Here is a summary of the labor composition in the past year: all the new jobs have been part-time jobs!

But wait there's even more, because now that the primary season is over and we enter the heart of election season and political talking points will be thrown around left and right, especially in the context of the immigration crisis created intentionally by the Biden administration which is hoping to import millions of new Democratic voters (maybe the US can hold the presidential election in Honduras or Guatemala, after all it is their citizens that will be illegally casting the key votes in November), what we find is that in February, the number of native-born workers tumbled again, sliding by a massive 560K to just 129.807 million. Add to this the December data, and we get a near-record 2.4 million plunge in native-born workers in just the past 3 months (only the covid crash was worse)!
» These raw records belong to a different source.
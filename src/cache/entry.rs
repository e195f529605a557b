//! Cache Entry Module
//!
//! Defines the structure for individual cache entries with weight and TTL support.

use crate::cache::options::EntryOptions;

// == Cache Entry ==
/// Represents a single cache entry with value and metadata.
///
/// `expires_at` is present exactly when `ttl_ms` is present.
#[derive(Debug, Clone, PartialEq)]
pub struct CacheEntry<V> {
    /// The stored value
    pub value: V,
    /// Cost counted against the cache's weight ceiling (always >= 1)
    pub weight: u64,
    /// Creation timestamp (Unix milliseconds)
    pub created_at: u64,
    /// Time to live in milliseconds, None = no expiration
    pub ttl_ms: Option<u64>,
    /// Whether a successful read pushes `expires_at` forward
    pub sliding_expiration: bool,
    /// Expiration timestamp (Unix milliseconds)
    pub expires_at: Option<u64>,
}

impl<V> CacheEntry<V> {
    // == Constructor ==
    /// Creates a new cache entry stamped at `now`.
    pub fn new(value: V, options: &EntryOptions, now: u64) -> Self {
        let ttl_ms = options.effective_ttl_ms();
        Self {
            value,
            weight: options.effective_weight(),
            created_at: now,
            ttl_ms,
            sliding_expiration: options.sliding_expiration,
            expires_at: ttl_ms.map(|ttl| now.saturating_add(ttl)),
        }
    }

    // == Replace ==
    /// Overwrites value, TTL and weight in place, keeping `created_at`.
    ///
    /// Returns the previous value.
    pub fn replace(&mut self, value: V, options: &EntryOptions, now: u64) -> V {
        let ttl_ms = options.effective_ttl_ms();
        self.weight = options.effective_weight();
        self.ttl_ms = ttl_ms;
        self.sliding_expiration = options.sliding_expiration;
        self.expires_at = ttl_ms.map(|ttl| now.saturating_add(ttl));
        std::mem::replace(&mut self.value, value)
    }

    // == Is Expired ==
    /// Checks if the entry has expired.
    ///
    /// An entry is still live at exactly `expires_at`; it expires once the
    /// clock has moved strictly past it.
    pub fn is_expired(&self, now: u64) -> bool {
        match self.expires_at {
            Some(expires) => now > expires,
            None => false,
        }
    }

    // == Touch ==
    /// Pushes `expires_at` forward for sliding entries. No-op otherwise.
    pub fn touch(&mut self, now: u64) {
        if self.sliding_expiration {
            if let Some(ttl) = self.ttl_ms {
                self.expires_at = Some(now.saturating_add(ttl));
            }
        }
    }

    // == Time To Live ==
    /// Returns remaining TTL in milliseconds, or None if no expiration is set.
    pub fn ttl_remaining_ms(&self, now: u64) -> Option<u64> {
        self.expires_at
            .map(|expires| expires.saturating_sub(now))
    }
}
The offset? A record 1.2 million foreign-born (read immigrants, both legal and illegal but mostly illegal) workers added in February!

Said otherwise, not only has all job creation in the past 6 years has been exclusively for foreign-born workers...

Source: St Louis Fed FRED Native Born and Foreign Born

... but there has been zero job-creation for native born workers since June 2018!

This is a huge issue - especially at a time of an illegal alien flood at the southwest border...

... and is about to become a huge political scandal, because once the inevitable recession finally hits, there will be millions of furious unemployed Americans demanding a more accurate explanation for what happened - i.e., the illegal immigration floodgates that were opened by the Biden admin.

Which is also why Biden's handlers will do everything in their power to insure there is no official recession before November... and why after the election is over, all economic hell will finally break loose. Until then, however, expect the jobs numbers to get even more ridiculous.